**Goal of the exercise**
What you return should match the records below exactly.

══════

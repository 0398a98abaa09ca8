//! Client for the boss control protocol.
//!
//! The client owns boss discovery and the poll loop. It publishes
//! `BossDiscovered` and `ConfigUpdated` on the bus, and hands out
//! [`BossHandle`]s for the lifecycle notifications sent by the reporters.

pub mod backoff;
pub mod discovery;
#[cfg(test)]
pub(crate) mod fake;
pub mod fetch;
pub mod transport;

use alloc::sync::Arc;
use core::time::Duration;

use futures::{FutureExt as _, future::BoxFuture};
use nodeagent_common::{NodeState, Request};
use tokio::{
    sync::watch,
    time::{Instant, sleep_until},
};
use tracing::{debug, info, warn};

use self::{backoff::Backoff, discovery::DiscoverySources};
use crate::{
    bus::{Bus, BusEvent},
    config::{AgentConfig, ConfigRx},
    error::{FetchError, NotificationError, TransportError},
    model::BossEndpoint,
    store::ConfigStore,
};

/// Where the client is in its lifecycle.
#[derive(Debug, Clone, Copy, PartialEq, Eq)]
pub enum ClientState {
    Uninitialized,
    Discovering,
    Connected,
    Polling,
    Error,
    Backoff,
    ShuttingDown,
}

/// Sends lifecycle notifications to the boss.
pub trait Notifier: Send + Sync {
    fn notify(&self, state: NodeState) -> BoxFuture<'_, Result<(), NotificationError>>;
}

/// Notifier bound to whatever boss the client currently talks to.
#[derive(Debug, Clone)]
pub struct BossHandle {
    endpoint: watch::Receiver<Option<BossEndpoint>>,
    config: ConfigRx,
}

impl BossHandle {
    /// The boss discovered last, if any.
    #[must_use]
    pub fn endpoint(&self) -> Option<BossEndpoint> {
        self.endpoint.borrow().clone()
    }
}

impl Notifier for BossHandle {
    fn notify(&self, state: NodeState) -> BoxFuture<'_, Result<(), NotificationError>> {
        async move {
            let limit = self.config.borrow().tmcc.request_timeout();
            let Some(boss) = self.endpoint() else {
                return Err(NotificationError {
                    state,
                    source: TransportError::NoEndpoint,
                });
            };
            let request = Request::new("state").arg(state.as_str());
            transport::exchange(boss.addr, &request, limit)
                .await
                .map_err(|source| NotificationError { state, source })?;
            info!(%state, boss = %boss.host, "Reported state to boss");
            Ok(())
        }
        .boxed()
    }
}

fn boss_target(config: &AgentConfig) -> (Option<String>, u16) {
    (config.tmcc.boss.clone(), config.tmcc.port)
}

/// The protocol client task.
pub struct TmccClient {
    config: ConfigRx,
    store: Arc<ConfigStore>,
    bus: Bus,
    sources: DiscoverySources,
    shutdown: watch::Receiver<bool>,
    endpoint_tx: watch::Sender<Option<BossEndpoint>>,
    state_tx: watch::Sender<ClientState>,
}

impl TmccClient {
    #[must_use]
    pub fn new(config: ConfigRx, store: Arc<ConfigStore>, bus: Bus, shutdown: watch::Receiver<bool>) -> Self {
        Self {
            config,
            store,
            bus,
            sources: DiscoverySources::system(),
            shutdown,
            endpoint_tx: watch::Sender::new(None),
            state_tx: watch::Sender::new(ClientState::Uninitialized),
        }
    }

    /// Replace the places discovery looks at.
    #[must_use]
    pub fn with_sources(mut self, sources: DiscoverySources) -> Self {
        self.sources = sources;
        self
    }

    #[must_use]
    pub fn handle(&self) -> BossHandle {
        BossHandle {
            endpoint: self.endpoint_tx.subscribe(),
            config: self.config.clone(),
        }
    }

    #[must_use]
    pub fn state(&self) -> watch::Receiver<ClientState> {
        self.state_tx.subscribe()
    }

    fn set_state(&self, state: ClientState) {
        self.state_tx.send_if_modified(|current| {
            if *current == state {
                return false;
            }
            debug!(from = ?*current, to = ?state, "Client state change");
            *current = state;
            true
        });
    }

    fn shutting_down(&self) -> bool {
        *self.shutdown.borrow()
    }

    /// Sleep for `delay`, waking early for shutdown or a changed boss.
    ///
    /// Returns `false` on shutdown.
    async fn wait(&mut self, delay: Duration, target: &(Option<String>, u16)) -> bool {
        let deadline = Instant::now() + delay;
        let mut config_open = true;
        loop {
            tokio::select! {
                () = sleep_until(deadline) => return true,
                changed = self.shutdown.changed() => {
                    if changed.is_err() || *self.shutdown.borrow() {
                        return false;
                    }
                }
                changed = self.config.changed(), if config_open => {
                    if changed.is_err() {
                        config_open = false;
                    } else if boss_target(&self.config.borrow()) != *target {
                        return true;
                    }
                }
            }
        }
    }

    /// Run until shutdown is signalled.
    #[tracing::instrument(name = "tmcc", skip_all)]
    pub async fn run(mut self) {
        let initial = self.config.borrow().clone();
        let mut backoff = Backoff::new(initial.tmcc.backoff_initial(), initial.tmcc.backoff_max());
        let mut target = boss_target(&initial);
        let mut endpoint: Option<BossEndpoint> = None;
        let mut booted = false;

        while !self.shutting_down() {
            let config = self.config.borrow_and_update().clone();
            if boss_target(&config) != target {
                info!("Boss address changed in config, rediscovering");
                target = boss_target(&config);
                endpoint = None;
                backoff = Backoff::new(config.tmcc.backoff_initial(), config.tmcc.backoff_max());
            }
            let limit = config.tmcc.request_timeout();

            let Some(boss) = endpoint.clone() else {
                self.set_state(ClientState::Discovering);
                match discovery::discover(config.tmcc.boss.as_deref(), config.tmcc.port, &self.sources, limit).await {
                    Ok(found) => {
                        self.set_state(ClientState::Connected);
                        backoff.reset();
                        self.endpoint_tx.send_replace(Some(found.clone()));
                        self.bus.publish(BusEvent::BossDiscovered(found.clone())).await;
                        endpoint = Some(found);
                    }
                    Err(e) => {
                        let delay = backoff.next_delay();
                        warn!(error = %e, retry_in = ?delay, "Boss discovery failed");
                        if !self.wait(delay, &target).await {
                            break;
                        }
                    }
                }
                continue;
            };

            if !booted {
                match self.handle().notify(NodeState::Booted).await {
                    Ok(()) => booted = true,
                    Err(e) => {
                        if !self.back_off(&mut backoff, &target, &e).await {
                            break;
                        }
                        continue;
                    }
                }
            }

            self.set_state(ClientState::Polling);
            let next_delay = match fetch::fetch(&boss, limit).await {
                Ok(snapshot) => {
                    backoff.reset();
                    match self.store.replace(snapshot) {
                        Some((snapshot, diff)) => {
                            info!(
                                version = snapshot.version,
                                accounts = snapshot.accounts.len(),
                                mounts = snapshot.mounts.len(),
                                "New configuration from boss"
                            );
                            self.bus.publish(BusEvent::ConfigUpdated { snapshot, diff }).await;
                        }
                        None => debug!("Configuration unchanged"),
                    }
                    config.tmcc.poll_interval()
                }
                Err(FetchError::Protocol(e)) => {
                    warn!(error = %e, "Malformed response from boss, skipping this poll cycle");
                    config.tmcc.poll_interval()
                }
                Err(FetchError::Transport(e)) => {
                    if !self.back_off(&mut backoff, &target, &e).await {
                        break;
                    }
                    continue;
                }
            };
            if !self.wait(next_delay, &target).await {
                break;
            }
        }

        self.set_state(ClientState::ShuttingDown);
        info!("Protocol client stopped");
    }

    async fn back_off(
        &mut self,
        backoff: &mut Backoff,
        target: &(Option<String>, u16),
        error: &(dyn core::error::Error + Send + Sync + 'static),
    ) -> bool {
        self.set_state(ClientState::Error);
        let delay = backoff.next_delay();
        warn!(error = %crate::error::render_chain(error), retry_in = ?delay, "Request to boss failed");
        self.set_state(ClientState::Backoff);
        self.wait(delay, target).await
    }
}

══════

**Answer to this problem**
repository 0398a98abaa09ca8
//! Client for the boss control protocol.
//!
//! The client owns boss discovery and the poll loop. It publishes
//! `BossDiscovered` and `ConfigUpdated` on the bus, and hands out
//! [`BossHandle`]s for the lifecycle notifications sent by the reporters.

pub mod backoff;
pub mod discovery;
#[cfg(test)]
pub(crate) mod fake;
pub mod fetch;
pub mod transport;

use alloc::sync::Arc;
use core::time::Duration;

use futures::{FutureExt as _, future::BoxFuture};
use nodeagent_common::{NodeState, Request};
use tokio::{
    sync::watch,
    time::{Instant, sleep_until},
};
use tracing::{debug, info, warn};

use self::{backoff::Backoff, discovery::DiscoverySources};
use crate::{
    bus::{Bus, BusEvent},
    config::{AgentConfig, ConfigRx},
    error::{FetchError, NotificationError, TransportError},
    model::BossEndpoint,
    store::ConfigStore,
};

/// Where the client is in its lifecycle.
#[derive(Debug, Clone, Copy, PartialEq, Eq)]
pub enum ClientState {
    Uninitialized,
    Discovering,
    Connected,
    Polling,
    Error,
    Backoff,
    ShuttingDown,
}

/// Sends lifecycle notifications to the boss.
pub trait Notifier: Send + Sync {
    fn notify(&self, state: NodeState) -> BoxFuture<'_, Result<(), NotificationError>>;
}

/// Notifier bound to whatever boss the client currently talks to.
#[derive(Debug, Clone)]
pub struct BossHandle {
    endpoint: watch::Receiver<Option<BossEndpoint>>,
    config: ConfigRx,
}

impl BossHandle {
    /// The boss discovered last, if any.
    #[must_use]
    pub fn endpoint(&self) -> Option<BossEndpoint> {
        self.endpoint.borrow().clone()
    }
}

impl Notifier for BossHandle {
    fn notify(&self, state: NodeState) -> BoxFuture<'_, Result<(), NotificationError>> {
        async move {
            let limit = self.config.borrow().tmcc.request_timeout();
            let Some(boss) = self.endpoint() else {
                return Err(NotificationError {
                    state,
                    source: TransportError::NoEndpoint,
                });
            };
            let request = Request::new("state").arg(state.as_str());
            transport::exchange(boss.addr, &request, limit)
                .await
                .map_err(|source| NotificationError { state, source })?;
            info!(%state, boss = %boss.host, "Reported state to boss");
            Ok(())
        }
        .boxed()
    }
}

fn boss_target(config: &AgentConfig) -> (Option<String>, u16) {
    (config.tmcc.boss.clone(), config.tmcc.port)
}

/// The protocol client task.
pub struct TmccClient {
    config: ConfigRx,
    store: Arc<ConfigStore>,
    bus: Bus,
    sources: DiscoverySources,
    shutdown: watch::Receiver<bool>,
    endpoint_tx: watch::Sender<Option<BossEndpoint>>,
    state_tx: watch::Sender<ClientState>,
}

impl TmccClient {
    #[must_use]
    pub fn new(config: ConfigRx, store: Arc<ConfigStore>, bus: Bus, shutdown: watch::Receiver<bool>) -> Self {
        Self {
            config,
            store,
            bus,
            sources: DiscoverySources::system(),
            shutdown,
            endpoint_tx: watch::Sender::new(None),
            state_tx: watch::Sender::new(ClientState::Uninitialized),
        }
    }

    /// Replace the places discovery looks at.
    #[must_use]
    pub fn with_sources(mut self, sources: DiscoverySources) -> Self {
        self.sources = sources;
        self
    }

    #[must_use]
    pub fn handle(&self) -> BossHandle {
        BossHandle {
            endpoint: self.endpoint_tx.subscribe(),
            config: self.config.clone(),
        }
    }

    #[must_use]
    pub fn state(&self) -> watch::Receiver<ClientState> {
        self.state_tx.subscribe()
    }

    fn set_state(&self, state: ClientState) {
        self.state_tx.send_if_modified(|current| {
            if *current == state {
                return false;
            }
            debug!(from = ?*current, to = ?state, "Client state change");
            *current = state;
            true
        });
    }

    fn shutting_down(&self) -> bool {
        *self.shutdown.borrow()
    }

    /// Sleep for `delay`, waking early for shutdown or a changed boss.
    ///
    /// Returns `false` on shutdown.
    async fn wait(&mut self, delay: Duration, target: &(Option<String>, u16)) -> bool {
        let deadline = Instant::now() + delay;
        let mut config_open = true;
        loop {
            tokio::select! {
                () = sleep_until(deadline) => return true,
                changed = self.shutdown.changed() => {
                    if changed.is_err() || *self.shutdown.borrow() {
                        return false;
                    }
                }
                changed = self.config.changed(), if config_open => {
                    if changed.is_err() {
                        config_open = false;
                    } else if boss_target(&self.config.borrow()) != *target {
                        return true;
                    }
                }
            }
        }
    }

    /// Run until shutdown is signalled.
    #[tracing::instrument(name = "tmcc", skip_all)]
    pub async fn run(mut self) {
        let initial = self.config.borrow().clone();
        let mut backoff = Backoff::new(initial.tmcc.backoff_initial(), initial.tmcc.backoff_max());
        let mut target = boss_target(&initial);
        let mut endpoint: Option<BossEndpoint> = None;
        let mut booted = false;

        while !self.shutting_down() {
            let config = self.config.borrow_and_update().clone();
            if boss_target(&config) != target {
                info!("Boss address changed in config, rediscovering");
                target = boss_target(&config);
                endpoint = None;
                backoff = Backoff::new(config.tmcc.backoff_initial(), config.tmcc.backoff_max());
            }
            let limit = config.tmcc.request_timeout();

            let Some(boss) = endpoint.clone() else {
                self.set_state(ClientState::Discovering);
                match discovery::discover(config.tmcc.boss.as_deref(), config.tmcc.port, &self.sources, limit).await {
                    Ok(found) => {
                        self.set_state(ClientState::Connected);
                        backoff.reset();
                        self.endpoint_tx.send_replace(Some(found.clone()));
                        self.bus.publish(BusEvent::BossDiscovered(found.clone())).await;
                        endpoint = Some(found);
                    }
                    Err(e) => {
                        let delay = backoff.next_delay();
                        warn!(error = %e, retry_in = ?delay, "Boss discovery failed");
                        if !self.wait(delay, &target).await {
                            break;
                        }
                    }
                }
                continue;
            };

            if !booted {
                match self.handle().notify(NodeState::Booted).await {
                    Ok(()) => booted = true,
                    Err(e) => {
                        if !self.back_off(&mut backoff, &target, &e).await {
                            break;
                        }
                        continue;
                    }
                }
            }

            self.set_state(ClientState::Polling);
            let next_delay = match fetch::fetch(&boss, limit).await {
                Ok(snapshot) => {
                    backoff.reset();
                    match self.store.replace(snapshot) {
                        Some((snapshot, diff)) => {
                            info!(
                                version = snapshot.version,
                                accounts = snapshot.accounts.len(),
                                mounts = snapshot.mounts.len(),
                                "New configuration from boss"
                            );
                            self.bus.publish(BusEvent::ConfigUpdated { snapshot, diff }).await;
                        }
                        None => debug!("Configuration unchanged"),
                    }
                    config.tmcc.poll_interval()
                }
                Err(FetchError::Protocol(e)) => {
                    warn!(error = %e, "Malformed response from boss, skipping this poll cycle");
                    config.tmcc.poll_interval()
                }
                Err(FetchError::Transport(e)) => {
                    if !self.back_off(&mut backoff, &target, &e).await {
                        break;
                    }
                    continue;
                }
            };
            if !self.wait(next_delay, &target).await {
                break;
            }
        }

        self.set_state(ClientState::ShuttingDown);
        info!("Protocol client stopped");
    }

    async fn back_off(
        &mut self,
        backoff: &mut Backoff,
        target: &(Option<String>, u16),
        error: &(dyn core::error::Error + Send + Sync + 'static),
    ) -> bool {
        self.set_state(ClientState::Error);
        let delay = backoff.next_delay();
        warn!(error = %crate::error::render_chain(error), retry_in = ?delay, "Request to boss failed");
        self.set_state(ClientState::Backoff);
        self.wait(delay, target).await
    }
}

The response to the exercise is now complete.